== Task goal ==
The word "while" occurs in some lines of the data. Return each such line.

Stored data
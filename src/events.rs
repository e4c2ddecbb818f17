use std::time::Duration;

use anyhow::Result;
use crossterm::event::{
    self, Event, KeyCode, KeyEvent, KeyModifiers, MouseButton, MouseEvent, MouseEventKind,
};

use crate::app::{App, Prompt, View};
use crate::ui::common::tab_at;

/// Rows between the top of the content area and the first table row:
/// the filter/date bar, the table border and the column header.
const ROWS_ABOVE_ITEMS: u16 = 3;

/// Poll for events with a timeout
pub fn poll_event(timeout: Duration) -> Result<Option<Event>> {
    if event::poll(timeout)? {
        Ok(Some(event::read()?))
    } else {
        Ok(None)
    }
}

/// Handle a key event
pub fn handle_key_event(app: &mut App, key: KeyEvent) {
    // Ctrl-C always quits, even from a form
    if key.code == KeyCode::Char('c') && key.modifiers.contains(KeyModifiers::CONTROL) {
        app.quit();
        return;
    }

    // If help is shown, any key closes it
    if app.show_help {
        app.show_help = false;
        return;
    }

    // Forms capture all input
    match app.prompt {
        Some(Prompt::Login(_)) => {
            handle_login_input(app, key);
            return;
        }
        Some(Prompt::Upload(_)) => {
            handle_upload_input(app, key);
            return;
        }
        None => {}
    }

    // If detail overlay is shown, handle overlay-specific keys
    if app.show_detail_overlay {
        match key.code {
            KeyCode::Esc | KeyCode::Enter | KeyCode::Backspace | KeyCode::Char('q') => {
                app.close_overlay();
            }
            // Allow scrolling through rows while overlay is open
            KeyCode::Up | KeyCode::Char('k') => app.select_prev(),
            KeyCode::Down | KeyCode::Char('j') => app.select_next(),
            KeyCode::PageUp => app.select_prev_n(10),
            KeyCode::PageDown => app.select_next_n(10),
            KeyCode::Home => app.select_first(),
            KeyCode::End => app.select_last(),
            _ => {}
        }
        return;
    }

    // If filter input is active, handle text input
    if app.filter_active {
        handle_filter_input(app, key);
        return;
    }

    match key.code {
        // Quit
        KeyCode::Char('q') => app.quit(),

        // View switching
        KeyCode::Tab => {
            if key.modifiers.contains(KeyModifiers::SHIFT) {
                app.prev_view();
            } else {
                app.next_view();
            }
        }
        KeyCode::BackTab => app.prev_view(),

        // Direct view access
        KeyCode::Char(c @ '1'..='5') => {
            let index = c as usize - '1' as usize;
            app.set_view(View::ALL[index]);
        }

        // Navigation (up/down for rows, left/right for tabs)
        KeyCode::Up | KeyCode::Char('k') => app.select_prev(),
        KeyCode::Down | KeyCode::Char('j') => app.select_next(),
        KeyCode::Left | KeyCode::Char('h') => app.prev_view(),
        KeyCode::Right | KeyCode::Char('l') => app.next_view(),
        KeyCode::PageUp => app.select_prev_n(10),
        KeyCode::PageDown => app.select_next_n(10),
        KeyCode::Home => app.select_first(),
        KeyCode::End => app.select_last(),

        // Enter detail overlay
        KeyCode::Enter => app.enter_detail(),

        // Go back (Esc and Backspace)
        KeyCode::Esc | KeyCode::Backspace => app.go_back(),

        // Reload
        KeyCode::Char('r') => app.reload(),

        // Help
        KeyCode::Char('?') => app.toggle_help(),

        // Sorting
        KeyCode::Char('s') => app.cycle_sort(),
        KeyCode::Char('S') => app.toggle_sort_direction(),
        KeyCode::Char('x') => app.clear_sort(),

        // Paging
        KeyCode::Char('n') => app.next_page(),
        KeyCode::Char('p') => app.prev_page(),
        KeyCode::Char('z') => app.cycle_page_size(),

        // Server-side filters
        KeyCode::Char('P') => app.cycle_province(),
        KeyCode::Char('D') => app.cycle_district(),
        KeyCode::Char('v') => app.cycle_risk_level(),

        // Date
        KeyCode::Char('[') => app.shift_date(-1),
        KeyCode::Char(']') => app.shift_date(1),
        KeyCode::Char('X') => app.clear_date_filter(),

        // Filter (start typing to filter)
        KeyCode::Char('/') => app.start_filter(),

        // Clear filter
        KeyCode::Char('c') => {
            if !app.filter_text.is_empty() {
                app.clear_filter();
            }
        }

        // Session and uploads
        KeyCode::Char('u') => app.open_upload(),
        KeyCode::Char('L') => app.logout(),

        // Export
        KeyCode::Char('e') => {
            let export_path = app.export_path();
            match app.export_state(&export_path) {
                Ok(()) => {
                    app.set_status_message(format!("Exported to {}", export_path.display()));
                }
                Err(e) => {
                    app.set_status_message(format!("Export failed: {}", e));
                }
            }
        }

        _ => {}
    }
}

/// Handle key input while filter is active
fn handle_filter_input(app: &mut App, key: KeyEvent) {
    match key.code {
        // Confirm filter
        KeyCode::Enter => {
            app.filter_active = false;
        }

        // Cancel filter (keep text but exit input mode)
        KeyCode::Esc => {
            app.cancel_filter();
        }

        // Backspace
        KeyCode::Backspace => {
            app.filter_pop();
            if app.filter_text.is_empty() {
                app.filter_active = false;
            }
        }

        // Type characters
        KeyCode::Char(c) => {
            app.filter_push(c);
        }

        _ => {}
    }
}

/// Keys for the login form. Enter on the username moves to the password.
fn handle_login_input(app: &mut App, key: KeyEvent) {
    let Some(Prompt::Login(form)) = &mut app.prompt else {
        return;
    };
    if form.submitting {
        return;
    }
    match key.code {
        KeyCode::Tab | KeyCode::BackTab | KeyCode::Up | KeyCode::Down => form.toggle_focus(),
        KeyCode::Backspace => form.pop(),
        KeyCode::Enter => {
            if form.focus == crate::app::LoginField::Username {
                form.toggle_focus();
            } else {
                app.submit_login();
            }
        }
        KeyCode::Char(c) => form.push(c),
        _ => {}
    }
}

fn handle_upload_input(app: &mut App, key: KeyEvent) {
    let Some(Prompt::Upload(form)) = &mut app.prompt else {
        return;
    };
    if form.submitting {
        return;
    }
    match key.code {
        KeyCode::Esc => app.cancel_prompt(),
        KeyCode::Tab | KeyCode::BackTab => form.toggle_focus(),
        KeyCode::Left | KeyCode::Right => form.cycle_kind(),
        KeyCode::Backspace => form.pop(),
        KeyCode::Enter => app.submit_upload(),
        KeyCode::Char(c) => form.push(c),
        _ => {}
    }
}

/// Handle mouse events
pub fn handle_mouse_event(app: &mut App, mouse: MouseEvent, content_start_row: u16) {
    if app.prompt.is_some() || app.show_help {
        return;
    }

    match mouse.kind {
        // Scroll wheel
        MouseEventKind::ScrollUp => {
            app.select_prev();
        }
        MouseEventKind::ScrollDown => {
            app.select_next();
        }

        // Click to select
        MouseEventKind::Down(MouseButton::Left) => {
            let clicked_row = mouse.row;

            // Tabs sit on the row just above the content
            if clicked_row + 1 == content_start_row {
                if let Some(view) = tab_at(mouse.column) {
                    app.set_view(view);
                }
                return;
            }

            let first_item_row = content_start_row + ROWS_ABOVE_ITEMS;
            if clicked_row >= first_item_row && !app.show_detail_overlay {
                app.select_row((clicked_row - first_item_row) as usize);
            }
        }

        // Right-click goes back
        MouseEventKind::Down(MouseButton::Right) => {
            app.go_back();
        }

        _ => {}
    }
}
---
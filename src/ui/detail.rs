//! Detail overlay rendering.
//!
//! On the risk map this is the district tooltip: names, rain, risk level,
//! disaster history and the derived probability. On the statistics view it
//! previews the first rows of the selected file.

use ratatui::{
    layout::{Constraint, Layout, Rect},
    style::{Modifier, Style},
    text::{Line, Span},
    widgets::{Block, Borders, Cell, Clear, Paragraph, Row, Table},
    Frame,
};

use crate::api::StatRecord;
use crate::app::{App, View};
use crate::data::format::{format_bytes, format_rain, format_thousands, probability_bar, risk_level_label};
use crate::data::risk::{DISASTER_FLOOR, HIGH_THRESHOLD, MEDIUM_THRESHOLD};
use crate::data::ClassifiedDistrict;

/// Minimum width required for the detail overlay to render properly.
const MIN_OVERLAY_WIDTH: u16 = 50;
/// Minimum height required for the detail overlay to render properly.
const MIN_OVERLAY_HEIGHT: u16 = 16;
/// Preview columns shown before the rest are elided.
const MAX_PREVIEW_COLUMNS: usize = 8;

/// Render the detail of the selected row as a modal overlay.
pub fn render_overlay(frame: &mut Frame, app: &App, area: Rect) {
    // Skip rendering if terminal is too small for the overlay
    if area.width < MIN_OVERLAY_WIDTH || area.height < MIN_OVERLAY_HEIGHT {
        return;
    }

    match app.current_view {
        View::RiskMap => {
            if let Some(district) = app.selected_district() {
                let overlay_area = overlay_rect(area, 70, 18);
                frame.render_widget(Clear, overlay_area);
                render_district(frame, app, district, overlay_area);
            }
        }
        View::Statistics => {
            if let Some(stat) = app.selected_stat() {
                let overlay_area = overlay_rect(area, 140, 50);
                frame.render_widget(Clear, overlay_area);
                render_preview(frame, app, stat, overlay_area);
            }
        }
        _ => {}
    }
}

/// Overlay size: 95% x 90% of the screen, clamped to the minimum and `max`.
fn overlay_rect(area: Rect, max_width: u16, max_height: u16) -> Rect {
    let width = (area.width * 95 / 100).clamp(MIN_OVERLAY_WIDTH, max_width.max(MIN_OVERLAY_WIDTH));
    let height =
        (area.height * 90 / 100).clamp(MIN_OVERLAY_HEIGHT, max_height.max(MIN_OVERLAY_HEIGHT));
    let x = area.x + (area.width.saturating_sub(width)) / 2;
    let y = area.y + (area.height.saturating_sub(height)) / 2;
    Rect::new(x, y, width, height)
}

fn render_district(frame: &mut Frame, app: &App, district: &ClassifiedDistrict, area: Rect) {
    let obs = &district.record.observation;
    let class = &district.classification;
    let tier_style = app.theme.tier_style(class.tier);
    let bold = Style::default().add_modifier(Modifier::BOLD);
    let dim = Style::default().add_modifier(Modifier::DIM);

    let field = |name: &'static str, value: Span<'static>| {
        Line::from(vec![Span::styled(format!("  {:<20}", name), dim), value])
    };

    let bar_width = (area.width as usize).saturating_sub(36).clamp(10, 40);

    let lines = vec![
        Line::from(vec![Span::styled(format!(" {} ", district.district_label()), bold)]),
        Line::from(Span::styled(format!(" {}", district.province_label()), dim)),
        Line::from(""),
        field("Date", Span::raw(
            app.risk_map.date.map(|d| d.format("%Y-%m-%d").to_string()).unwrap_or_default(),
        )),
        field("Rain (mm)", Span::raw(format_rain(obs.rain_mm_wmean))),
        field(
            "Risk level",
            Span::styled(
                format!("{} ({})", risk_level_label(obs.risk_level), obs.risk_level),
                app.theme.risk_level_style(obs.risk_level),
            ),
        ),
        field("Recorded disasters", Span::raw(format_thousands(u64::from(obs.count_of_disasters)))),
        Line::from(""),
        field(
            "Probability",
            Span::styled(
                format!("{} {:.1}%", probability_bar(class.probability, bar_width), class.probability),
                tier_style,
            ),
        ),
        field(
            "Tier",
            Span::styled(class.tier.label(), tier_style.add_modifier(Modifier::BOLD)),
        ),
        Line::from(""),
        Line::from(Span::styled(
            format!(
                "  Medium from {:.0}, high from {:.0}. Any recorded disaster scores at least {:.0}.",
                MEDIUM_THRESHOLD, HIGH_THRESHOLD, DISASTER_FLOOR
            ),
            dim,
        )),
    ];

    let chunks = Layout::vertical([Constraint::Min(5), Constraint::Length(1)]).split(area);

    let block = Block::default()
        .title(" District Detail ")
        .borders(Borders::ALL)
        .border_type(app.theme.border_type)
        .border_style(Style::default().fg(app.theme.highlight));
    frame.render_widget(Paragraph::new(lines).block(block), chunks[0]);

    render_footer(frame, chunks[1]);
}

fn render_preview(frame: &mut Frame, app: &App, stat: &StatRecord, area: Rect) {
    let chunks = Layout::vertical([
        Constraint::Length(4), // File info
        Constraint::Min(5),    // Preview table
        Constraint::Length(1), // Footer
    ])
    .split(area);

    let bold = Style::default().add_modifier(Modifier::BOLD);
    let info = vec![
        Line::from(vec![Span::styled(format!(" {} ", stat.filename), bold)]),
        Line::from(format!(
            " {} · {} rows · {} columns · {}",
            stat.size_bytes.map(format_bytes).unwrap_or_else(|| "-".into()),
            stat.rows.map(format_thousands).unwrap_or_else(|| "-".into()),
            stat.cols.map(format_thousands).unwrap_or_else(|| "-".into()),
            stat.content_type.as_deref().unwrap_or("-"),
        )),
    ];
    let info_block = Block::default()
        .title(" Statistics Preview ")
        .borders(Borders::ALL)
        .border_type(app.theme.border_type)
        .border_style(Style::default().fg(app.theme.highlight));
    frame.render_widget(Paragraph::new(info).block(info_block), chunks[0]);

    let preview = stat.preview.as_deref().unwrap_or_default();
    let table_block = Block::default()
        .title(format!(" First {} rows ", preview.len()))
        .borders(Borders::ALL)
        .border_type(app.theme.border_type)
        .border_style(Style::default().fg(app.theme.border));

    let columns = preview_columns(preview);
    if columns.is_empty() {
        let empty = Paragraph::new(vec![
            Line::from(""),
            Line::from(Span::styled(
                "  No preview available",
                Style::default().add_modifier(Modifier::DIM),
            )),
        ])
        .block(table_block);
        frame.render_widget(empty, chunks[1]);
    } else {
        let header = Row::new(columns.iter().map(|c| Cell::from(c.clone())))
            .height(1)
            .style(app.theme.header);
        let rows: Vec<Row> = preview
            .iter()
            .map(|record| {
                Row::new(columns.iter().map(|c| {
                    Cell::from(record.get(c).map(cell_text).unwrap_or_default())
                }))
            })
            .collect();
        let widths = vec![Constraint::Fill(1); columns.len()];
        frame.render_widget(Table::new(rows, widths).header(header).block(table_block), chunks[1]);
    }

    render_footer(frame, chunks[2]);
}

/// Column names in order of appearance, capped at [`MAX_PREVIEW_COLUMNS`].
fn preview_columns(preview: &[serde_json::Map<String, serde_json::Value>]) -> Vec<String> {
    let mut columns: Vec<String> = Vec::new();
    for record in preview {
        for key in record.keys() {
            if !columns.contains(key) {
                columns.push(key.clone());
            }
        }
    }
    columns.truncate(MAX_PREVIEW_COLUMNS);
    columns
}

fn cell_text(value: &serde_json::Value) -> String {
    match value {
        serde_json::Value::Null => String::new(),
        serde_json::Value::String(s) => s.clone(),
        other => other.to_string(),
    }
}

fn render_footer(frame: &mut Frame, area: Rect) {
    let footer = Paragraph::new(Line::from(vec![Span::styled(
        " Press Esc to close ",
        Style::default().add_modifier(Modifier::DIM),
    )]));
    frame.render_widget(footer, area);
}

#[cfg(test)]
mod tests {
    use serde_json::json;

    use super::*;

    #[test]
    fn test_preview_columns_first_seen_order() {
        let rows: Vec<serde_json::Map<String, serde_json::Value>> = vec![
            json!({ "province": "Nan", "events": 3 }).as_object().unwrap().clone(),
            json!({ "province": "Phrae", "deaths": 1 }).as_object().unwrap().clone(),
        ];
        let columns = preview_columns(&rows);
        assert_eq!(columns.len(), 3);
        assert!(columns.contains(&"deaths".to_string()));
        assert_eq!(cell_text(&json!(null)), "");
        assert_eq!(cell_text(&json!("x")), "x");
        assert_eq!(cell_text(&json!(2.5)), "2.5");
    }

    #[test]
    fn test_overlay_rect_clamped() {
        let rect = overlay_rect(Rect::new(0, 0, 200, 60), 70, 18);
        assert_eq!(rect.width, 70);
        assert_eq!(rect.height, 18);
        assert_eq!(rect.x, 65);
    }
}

== Response area ==
            // Allow scrolling through rows while overlay is open
/// Handle key input while filter is active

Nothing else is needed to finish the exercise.